_Task to complete_:
For each line below that includes the string "Deserialize", show the whole line.

(Stored data)
════════

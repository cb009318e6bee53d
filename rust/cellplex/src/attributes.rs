// This Source Code Form is subject to the terms of the Mozilla Public
// License, v. 2.0. If a copy of the MPL was not distributed with this
// file, You can obtain one at https://mozilla.org/MPL/2.0/.

//! Typed key-value metadata that can be attached to nodes, edges, 2-cells
//! and the complex itself.
//!
//! Setters skip targets that are not in the complex and report how many
//! targets they touched instead of failing.

use rustc_hash::FxHashMap;
use serde::{Deserialize, Serialize};
use tracing::warn;

use crate::complex::{CellComplex, CellRef};
use crate::error::Result;
use crate::keys::{CellKey, Edge, Element, NodeId, Rank};

/// A typed value stored in an attribute map.
#[derive(Debug, Clone, PartialEq, Serialize, Deserialize)]
pub enum AttrValue {
    Bool(bool),
    Int(i64),
    Double(f64),
    String(String),
    List(Vec<AttrValue>),
}

impl From<bool> for AttrValue {
    fn from(v: bool) -> Self {
        AttrValue::Bool(v)
    }
}

impl From<i64> for AttrValue {
    fn from(v: i64) -> Self {
        AttrValue::Int(v)
    }
}

impl From<f64> for AttrValue {
    fn from(v: f64) -> Self {
        AttrValue::Double(v)
    }
}

impl From<&str> for AttrValue {
    fn from(v: &str) -> Self {
        AttrValue::String(v.to_string())
    }
}

impl From<String> for AttrValue {
    fn from(v: String) -> Self {
        AttrValue::String(v)
    }
}

impl<T: Into<AttrValue>> From<Vec<T>> for AttrValue {
    fn from(v: Vec<T>) -> Self {
        AttrValue::List(v.into_iter().map(Into::into).collect())
    }
}

/// An attribute map attached to one entity.
pub type Attributes = FxHashMap<String, AttrValue>;

impl<N: NodeId> CellComplex<N> {
    // ========================================================================
    // Nodes
    // ========================================================================

    /// Sets one attribute of a node. Returns `false` if the node is unknown.
    pub fn set_node_attribute(
        &mut self,
        node: &N,
        name: &str,
        value: impl Into<AttrValue>,
    ) -> bool {
        match self.skeleton.node_mut(node) {
            Some(data) => {
                data.attributes.insert(name.to_string(), value.into());
                true
            }
            None => {
                warn!(?node, attribute = name, "set_node_attribute: unknown node");
                false
            }
        }
    }

    /// Sets attribute `name` on several nodes. Returns how many existed.
    pub fn set_node_attributes(
        &mut self,
        values: impl IntoIterator<Item = (N, AttrValue)>,
        name: &str,
    ) -> usize {
        values
            .into_iter()
            .filter(|(node, value)| self.set_node_attribute(node, name, value.clone()))
            .count()
    }

    /// Merges whole attribute maps into nodes. Returns how many existed.
    pub fn update_node_attributes(
        &mut self,
        updates: impl IntoIterator<Item = (N, Attributes)>,
    ) -> usize {
        let mut touched = 0;
        for (node, attributes) in updates {
            match self.skeleton.node_mut(&node) {
                Some(data) => {
                    data.attributes.extend(attributes);
                    touched += 1;
                }
                None => warn!(?node, "update_node_attributes: unknown node"),
            }
        }
        touched
    }

    /// Collects attribute `name` from every node that has it.
    pub fn get_node_attributes(&self, name: &str) -> FxHashMap<N, AttrValue> {
        self.skeleton
            .nodes()
            .filter_map(|n| {
                let value = self.skeleton.node(n)?.attributes.get(name)?;
                Some((n.clone(), value.clone()))
            })
            .collect()
    }

    pub fn node_attributes(&self, node: &N) -> Option<&Attributes> {
        self.skeleton.node(node).map(|n| &n.attributes)
    }

    // ========================================================================
    // Edges
    // ========================================================================

    /// Sets one attribute of an edge. Returns `false` if the edge is unknown.
    pub fn set_edge_attribute(
        &mut self,
        edge: &Edge<N>,
        name: &str,
        value: impl Into<AttrValue>,
    ) -> bool {
        let (u, v) = edge.endpoints();
        match self.skeleton.edge_attributes_mut(u, v) {
            Some(attributes) => {
                attributes.insert(name.to_string(), value.into());
                true
            }
            None => {
                warn!(?edge, attribute = name, "set_edge_attribute: unknown edge");
                false
            }
        }
    }

    pub fn set_edge_attributes(
        &mut self,
        values: impl IntoIterator<Item = (Edge<N>, AttrValue)>,
        name: &str,
    ) -> usize {
        values
            .into_iter()
            .filter(|(edge, value)| self.set_edge_attribute(edge, name, value.clone()))
            .count()
    }

    pub fn update_edge_attributes(
        &mut self,
        updates: impl IntoIterator<Item = (Edge<N>, Attributes)>,
    ) -> usize {
        let mut touched = 0;
        for (edge, attributes) in updates {
            let (u, v) = edge.endpoints();
            match self.skeleton.edge_attributes_mut(u, v) {
                Some(existing) => {
                    existing.extend(attributes);
                    touched += 1;
                }
                None => warn!(?edge, "update_edge_attributes: unknown edge"),
            }
        }
        touched
    }

    pub fn get_edge_attributes(&self, name: &str) -> FxHashMap<Edge<N>, AttrValue> {
        self.edges()
            .filter_map(|e| {
                let value = self.edge_attributes(&e)?.get(name)?.clone();
                Some((e, value))
            })
            .collect()
    }

    pub fn edge_attributes(&self, edge: &Edge<N>) -> Option<&Attributes> {
        let (u, v) = edge.endpoints();
        self.skeleton.edge_attributes(u, v)
    }

    // ========================================================================
    // 2-cells
    // ========================================================================

    /// Sets one attribute on every record addressed by `target`.
    ///
    /// A boundary target reaches all of its multi-cell records. Returns the
    /// number of records touched.
    pub fn set_cell_attribute(
        &mut self,
        target: impl Into<CellRef<N>>,
        name: &str,
        value: impl Into<AttrValue>,
    ) -> usize {
        let target = target.into();
        let keys = self.resolve(&target);
        if keys.is_empty() {
            warn!(?target, attribute = name, "set_cell_attribute: unknown cell");
        }
        let value = value.into();
        for &key in &keys {
            if let Some(record) = self.cells.get_mut(key) {
                record.attributes.insert(name.to_string(), value.clone());
            }
        }
        keys.len()
    }

    pub fn set_cell_attributes(
        &mut self,
        values: impl IntoIterator<Item = (CellRef<N>, AttrValue)>,
        name: &str,
    ) -> usize {
        values
            .into_iter()
            .map(|(target, value)| self.set_cell_attribute(target, name, value))
            .sum()
    }

    pub fn update_cell_attributes(
        &mut self,
        updates: impl IntoIterator<Item = (CellRef<N>, Attributes)>,
    ) -> usize {
        let mut touched = 0;
        for (target, attributes) in updates {
            let keys = self.resolve(&target);
            if keys.is_empty() {
                warn!(?target, "update_cell_attributes: unknown cell");
            }
            for key in keys {
                if let Some(record) = self.cells.get_mut(key) {
                    record.attributes.extend(attributes.clone());
                    touched += 1;
                }
            }
        }
        touched
    }

    /// Collects attribute `name` from every 2-cell record that has it.
    pub fn get_cell_attributes(&self, name: &str) -> FxHashMap<CellKey, AttrValue> {
        self.cells
            .keys()
            .filter_map(|k| {
                let value = self.cells.get(k)?.attributes.get(name)?;
                Some((k, value.clone()))
            })
            .collect()
    }

    pub fn cell_attributes(&self, key: CellKey) -> Option<&Attributes> {
        self.cells.get(key).map(|r| &r.attributes)
    }

    /// Collects attribute `name` from every element of one rank.
    pub fn get_rank_attributes(
        &self,
        name: &str,
        rank: usize,
    ) -> Result<FxHashMap<Element<N>, AttrValue>> {
        Ok(match Rank::try_from(rank)? {
            Rank::Node => self
                .get_node_attributes(name)
                .into_iter()
                .map(|(n, v)| (Element::Node(n), v))
                .collect(),
            Rank::Edge => self
                .get_edge_attributes(name)
                .into_iter()
                .map(|(e, v)| (Element::Edge(e), v))
                .collect(),
            Rank::Cell => self
                .get_cell_attributes(name)
                .into_iter()
                .map(|(k, v)| (Element::Cell(k), v))
                .collect(),
        })
    }

    // ========================================================================
    // Complex
    // ========================================================================

    /// Attributes of the complex as a whole.
    pub fn attributes(&self) -> &Attributes {
        &self.attributes
    }

    pub fn attributes_mut(&mut self) -> &mut Attributes {
        &mut self.attributes
    }
}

════════

_Solution below_:
use serde::{Deserialize, Serialize};
#[derive(Debug, Clone, PartialEq, Serialize, Deserialize)]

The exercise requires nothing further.